- PROBLEM DESCRIPTION -
Each line of the entries that mentions the string "filename" needs to be reported.

[Saved entries]
====================
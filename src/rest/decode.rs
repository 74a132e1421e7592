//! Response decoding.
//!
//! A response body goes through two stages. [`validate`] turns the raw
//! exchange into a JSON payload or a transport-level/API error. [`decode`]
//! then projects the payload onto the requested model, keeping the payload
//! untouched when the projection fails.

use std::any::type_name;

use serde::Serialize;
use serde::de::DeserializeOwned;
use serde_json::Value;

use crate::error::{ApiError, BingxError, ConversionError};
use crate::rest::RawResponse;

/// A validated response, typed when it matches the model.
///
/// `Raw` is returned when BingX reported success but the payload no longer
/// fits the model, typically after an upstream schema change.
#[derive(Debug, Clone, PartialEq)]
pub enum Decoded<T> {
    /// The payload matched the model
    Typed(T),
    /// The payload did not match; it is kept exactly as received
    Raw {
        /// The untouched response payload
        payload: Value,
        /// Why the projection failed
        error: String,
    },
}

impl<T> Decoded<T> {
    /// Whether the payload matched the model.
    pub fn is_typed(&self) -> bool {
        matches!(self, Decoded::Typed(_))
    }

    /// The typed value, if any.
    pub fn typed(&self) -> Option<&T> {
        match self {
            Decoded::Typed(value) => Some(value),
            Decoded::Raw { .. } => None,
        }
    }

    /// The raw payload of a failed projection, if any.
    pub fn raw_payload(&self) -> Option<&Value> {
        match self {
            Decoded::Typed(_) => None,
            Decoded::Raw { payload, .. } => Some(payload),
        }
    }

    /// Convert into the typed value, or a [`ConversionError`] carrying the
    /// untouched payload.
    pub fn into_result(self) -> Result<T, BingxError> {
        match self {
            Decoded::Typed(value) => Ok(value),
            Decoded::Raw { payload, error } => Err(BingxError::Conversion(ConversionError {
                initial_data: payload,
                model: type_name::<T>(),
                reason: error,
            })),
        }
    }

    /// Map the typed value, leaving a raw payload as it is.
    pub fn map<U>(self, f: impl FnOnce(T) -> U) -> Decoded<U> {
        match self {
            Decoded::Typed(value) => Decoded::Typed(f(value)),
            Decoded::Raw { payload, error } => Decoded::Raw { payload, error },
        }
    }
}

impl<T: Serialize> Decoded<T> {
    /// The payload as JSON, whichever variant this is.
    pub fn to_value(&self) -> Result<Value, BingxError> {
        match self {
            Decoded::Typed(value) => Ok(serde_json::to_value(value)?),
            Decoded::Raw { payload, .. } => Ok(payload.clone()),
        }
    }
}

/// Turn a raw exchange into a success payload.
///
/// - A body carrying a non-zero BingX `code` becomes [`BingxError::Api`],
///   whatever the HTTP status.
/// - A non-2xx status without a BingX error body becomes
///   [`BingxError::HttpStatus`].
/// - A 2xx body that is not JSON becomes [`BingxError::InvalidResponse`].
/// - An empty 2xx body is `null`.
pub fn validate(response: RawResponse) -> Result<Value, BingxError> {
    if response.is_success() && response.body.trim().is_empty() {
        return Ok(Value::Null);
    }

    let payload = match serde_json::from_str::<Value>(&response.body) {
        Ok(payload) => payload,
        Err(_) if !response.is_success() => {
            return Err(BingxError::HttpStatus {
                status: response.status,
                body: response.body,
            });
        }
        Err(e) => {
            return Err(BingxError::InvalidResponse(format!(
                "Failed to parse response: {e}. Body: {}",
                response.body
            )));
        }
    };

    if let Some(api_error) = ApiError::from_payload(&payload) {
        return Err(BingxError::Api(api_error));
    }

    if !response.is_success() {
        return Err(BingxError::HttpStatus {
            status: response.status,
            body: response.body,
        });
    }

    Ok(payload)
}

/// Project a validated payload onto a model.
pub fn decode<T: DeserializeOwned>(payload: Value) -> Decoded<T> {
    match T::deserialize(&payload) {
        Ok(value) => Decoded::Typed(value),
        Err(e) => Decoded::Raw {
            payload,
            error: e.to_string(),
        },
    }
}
====================
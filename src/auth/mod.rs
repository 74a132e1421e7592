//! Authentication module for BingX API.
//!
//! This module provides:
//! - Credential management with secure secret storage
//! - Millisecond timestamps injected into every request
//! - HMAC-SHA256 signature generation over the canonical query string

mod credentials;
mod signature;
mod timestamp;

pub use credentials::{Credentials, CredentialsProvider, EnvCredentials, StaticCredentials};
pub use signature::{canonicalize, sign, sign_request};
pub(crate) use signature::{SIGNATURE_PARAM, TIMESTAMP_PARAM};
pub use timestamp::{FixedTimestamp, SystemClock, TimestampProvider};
====================
- EXPECTED ANSWER -
filename src/rest/decode.rs
filename src/auth/mod.rs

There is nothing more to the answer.